The readability calculator allow for authors to choose a sentence-boundary rule and to choose the threshold for counting long words. Each author can use these two different options to compare the two different versions of a scene from a story. The threshold for long words is an important part of calculating the readability score of a text.
The choice of threshold can affect the readability score more than the author may think when first reading about the readability score. For instance, if the author counts every six-letter word in a text of fiction, the readability score will be higher than if every eight-letter word is counted. Proper nouns will impact the readability score of a text, as well.
If there are many proper nouns in a manuscript that contain invented names for characters, the readability score will be higher. To combat this possibility, some writer choose to ignore capitalized words. The way in which the software detect the sentences in a passage will also impact the readability score.
For instance, if every line break is treated as a sentence boundary, the readability score will be higher than if the sentences is detected using balanced mode, which recognize common abbreviations. These two sentence detection modes can be set on the same text to determine whether readability score issues are caused by vocabulary choice or punctuation. The reference tables for the RIX readability scores provide grade bands for each readability score.
These bands is approximations only, though. For example, an academic abstract will typically have a readability score around 5.8 due to the precise definition of many of the terms in the abstract. A young adult scene in a story may have a readability score of 4.2, though the scene may still be appropriate for that age group.
The readability score will highlight instance in which long words are clustered together in sentences. The author can then use that information to decide whether to keep or eliminate those long words. One way for writers to establish a habit in their writing is to calculate the readability score of a passage using two different thresholds for long words.
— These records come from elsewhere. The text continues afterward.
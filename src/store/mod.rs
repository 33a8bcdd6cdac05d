//! Table store port and its implementations.
//!
//! Every stage reads whole tables from a store and publishes whole tables back.
//! A reader never observes a partially written table.

pub mod fs;
pub mod in_memory;

use async_trait::async_trait;
use thiserror::Error;

use crate::table::Table;

pub use fs::FsTableStore;
pub use in_memory::InMemoryTableStore;

#[derive(Error, Debug)]
pub enum StoreError {
    #[error("table '{0}' not found")]
    NotFound(String),

    #[error("invalid table name '{0}'")]
    InvalidName(String),

    #[error("I/O error on table '{table}': {source}")]
    Io {
        table: String,
        #[source]
        source: std::io::Error,
    },

    #[error("cannot (de)serialize table '{table}': {source}")]
    Json {
        table: String,
        #[source]
        source: serde_json::Error,
    },
}

/// Storage port for named, immutable table snapshots
#[async_trait]
pub trait TableStore: Send + Sync {
    /// Read a table; `StoreError::NotFound` when absent
    async fn read_table(&self, name: &str) -> Result<Table, StoreError>;

    /// Replace the table stored under `name`
    async fn write_table(&self, name: &str, table: &Table) -> Result<(), StoreError>;

    /// Publish several tables as one unit
    async fn write_tables(&self, tables: &[(String, Table)]) -> Result<(), StoreError> {
        for (name, table) in tables {
            self.write_table(name, table).await?;
        }
        Ok(())
    }

    /// Names of all stored tables, sorted
    async fn list_tables(&self) -> Result<Vec<String>, StoreError>;
}

/// Table names are used as file stems, so keep them to a safe alphabet
pub(crate) fn validate_name(name: &str) -> Result<(), StoreError> {
    let valid = !name.is_empty()
        && name
            .chars()
            .all(|c| c.is_ascii_lowercase() || c.is_ascii_digit() || c == '_');
    if valid {
        Ok(())
    } else {
        Err(StoreError::InvalidName(name.to_string()))
    }
}

#[cfg(test)]
mod tests {
    use super::*;

    #[test]
    fn test_validate_name() {
        assert!(validate_name("sales_unified").is_ok());
        assert!(validate_name("dim_product2").is_ok());
        assert!(validate_name("").is_err());
        assert!(validate_name("../etc").is_err());
        assert!(validate_name("Sales").is_err());
    }
}
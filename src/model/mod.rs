//! DimensionalModelBuilder: conformed tables in, star schema out.
//!
//! Dimensions and facts are derived independently from the same conformed
//! tables. No output is ever derived from another output.

pub mod dimension;
pub mod facts;
pub mod integrity;

pub use dimension::{build_dim_location, build_dim_product, build_dimension};
pub use facts::{build_fact_inventory, build_fact_sales};
pub use integrity::check_referential_completeness;

use std::sync::Arc;
use tracing::info;

use crate::constants::*;
use crate::error::Result;
use crate::table::Table;

/// The four dimensional tables of one run
#[derive(Debug, Clone, PartialEq)]
pub struct DimensionalModel {
    pub dim_product: Table,
    pub dim_location: Table,
    pub fact_sales: Table,
    pub fact_inventory: Table,
}

impl DimensionalModel {
    /// Tables keyed by their published names
    pub fn into_tables(self) -> Vec<(String, Table)> {
        vec![
            (DIM_PRODUCT.to_string(), self.dim_product),
            (DIM_LOCATION.to_string(), self.dim_location),
            (FACT_SALES.to_string(), self.fact_sales),
            (FACT_INVENTORY.to_string(), self.fact_inventory),
        ]
    }
}

#[derive(Debug, Clone, Copy, Default)]
pub struct DimensionalModelBuilder {
    parallel: bool,
}

impl DimensionalModelBuilder {
    pub fn new(parallel: bool) -> Self {
        Self { parallel }
    }

    /// Build every table on the calling thread
    pub fn build_sequential(&self, sales: &Table, inventory: &Table) -> Result<DimensionalModel> {
        let model = DimensionalModel {
            dim_product: build_dim_product(sales)?,
            dim_location: build_dim_location(sales)?,
            fact_sales: build_fact_sales(sales)?,
            fact_inventory: build_fact_inventory(inventory)?,
        };
        self.finish(model)
    }

    /// Build the model, running the four derivations as blocking tasks when parallel.
    /// Returns only after every derivation has finished.
    pub async fn build(&self, sales: Arc<Table>, inventory: Arc<Table>) -> Result<DimensionalModel> {
        if !self.parallel {
            return self.build_sequential(&sales, &inventory);
        }

        let products = {
            let sales = Arc::clone(&sales);
            tokio::task::spawn_blocking(move || build_dim_product(&sales))
        };
        let locations = {
            let sales = Arc::clone(&sales);
            tokio::task::spawn_blocking(move || build_dim_location(&sales))
        };
        let fact_sales = {
            let sales = Arc::clone(&sales);
            tokio::task::spawn_blocking(move || build_fact_sales(&sales))
        };
        let fact_inventory = tokio::task::spawn_blocking(move || build_fact_inventory(&inventory));

        let (products, locations, fact_sales, fact_inventory) =
            tokio::join!(products, locations, fact_sales, fact_inventory);

        let model = DimensionalModel {
            dim_product: products??,
            dim_location: locations??,
            fact_sales: fact_sales??,
            fact_inventory: fact_inventory??,
        };
        self.finish(model)
    }

    fn finish(&self, model: DimensionalModel) -> Result<DimensionalModel> {
        check_referential_completeness(&model.fact_sales, &model.dim_product, &model.dim_location)?;
        info!(
            "Built model: {} products, {} locations, {} sales facts, {} inventory facts",
            model.dim_product.num_rows(),
            model.dim_location.num_rows(),
            model.fact_sales.num_rows(),
            model.fact_inventory.num_rows()
        );
        Ok(model)
    }
}
use thiserror::Error;

use crate::store::StoreError;

#[derive(Error, Debug)]
pub enum PipelineError {
    #[error("Schema error: table '{table}' has no column '{column}'")]
    Schema { table: String, column: String },

    #[error("Parse error: table '{table}', column '{column}', row {row}: cannot parse '{value}'")]
    Parse {
        table: String,
        column: String,
        row: usize,
        value: String,
    },

    #[error("Source table '{0}' is missing")]
    SourceMissing(String),

    #[error("Malformed table '{table}': {reason}")]
    MalformedTable { table: String, reason: String },

    #[error("Referential integrity violated: {0}")]
    Integrity(String),

    #[error("Table store error: {0}")]
    Store(StoreError),

    #[error("I/O error: {0}")]
    Io(#[from] std::io::Error),

    #[error("JSON serialization failed: {0}")]
    Json(#[from] serde_json::Error),

    #[error("TOML deserialization failed: {0}")]
    Toml(#[from] toml::de::Error),

    #[error("Configuration error: {0}")]
    Config(String),

    #[error("Background task failed: {0}")]
    Task(#[from] tokio::task::JoinError),
}

impl From<StoreError> for PipelineError {
    fn from(err: StoreError) -> Self {
        match err {
            StoreError::NotFound(name) => PipelineError::SourceMissing(name),
            other => PipelineError::Store(other),
        }
    }
}

impl PipelineError {
    pub fn schema(table: impl Into<String>, column: impl Into<String>) -> Self {
        PipelineError::Schema {
            table: table.into(),
            column: column.into(),
        }
    }

    pub fn parse(
        table: impl Into<String>,
        column: impl Into<String>,
        row: usize,
        value: impl Into<String>,
    ) -> Self {
        PipelineError::Parse {
            table: table.into(),
            column: column.into(),
            row,
            value: value.into(),
        }
    }

    pub fn malformed(table: impl Into<String>, reason: impl Into<String>) -> Self {
        PipelineError::MalformedTable {
            table: table.into(),
            reason: reason.into(),
        }
    }

    /// Short machine-friendly label, used for metrics and the run report
    pub fn kind(&self) -> &'static str {
        match self {
            PipelineError::Schema { .. } => "schema",
            PipelineError::Parse { .. } => "parse",
            PipelineError::SourceMissing(_) => "source_missing",
            PipelineError::MalformedTable { .. } => "malformed_table",
            PipelineError::Integrity(_) => "integrity",
            PipelineError::Store(_) => "store",
            PipelineError::Io(_) => "io",
            PipelineError::Json(_) => "json",
            PipelineError::Toml(_) => "toml",
            PipelineError::Config(_) => "config",
            PipelineError::Task(_) => "task",
        }
    }
}

pub type Result<T> = std::result::Result<T, PipelineError>;

#[cfg(test)]
mod tests {
    use super::*;

    #[test]
    fn test_not_found_becomes_source_missing() {
        let err: PipelineError = StoreError::NotFound("pos_transactions".to_string()).into();
        assert!(matches!(err, PipelineError::SourceMissing(ref t) if t == "pos_transactions"));
        assert_eq!(err.kind(), "source_missing");
    }

    #[test]
    fn test_parse_error_message() {
        let err = PipelineError::parse("ecommerce_orders", "order_date", 3, "31/31/2024");
        assert_eq!(
            err.to_string(),
            "Parse error: table 'ecommerce_orders', column 'order_date', row 3: cannot parse '31/31/2024'"
        );
    }
}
The first pass through the passage with two different thresholds will show which words are long words. The second pass will show whether shortening some of those long word will cause the readability score to fall into a more comfortable grade band for the target age group of readers. While not every long word need to be eliminated, it is helpful to at least have a list of long words that can be reviewed to determine which to keep and which to eliminate from the text.
Overall, the readability score return a single number to authors and editors. That single number is helpful in that it forces the reader of this passage to look at the text for a second time. For example, the readability score will not tell the author if a sentence is elegant or beautiful.
The readability score will not tell an author if a paragraph contains emotional weight. However, the readability score will tell the author how many sizable word appear in a sentence. Knowing that number provide the editor or author with enough information to make an edit to the text.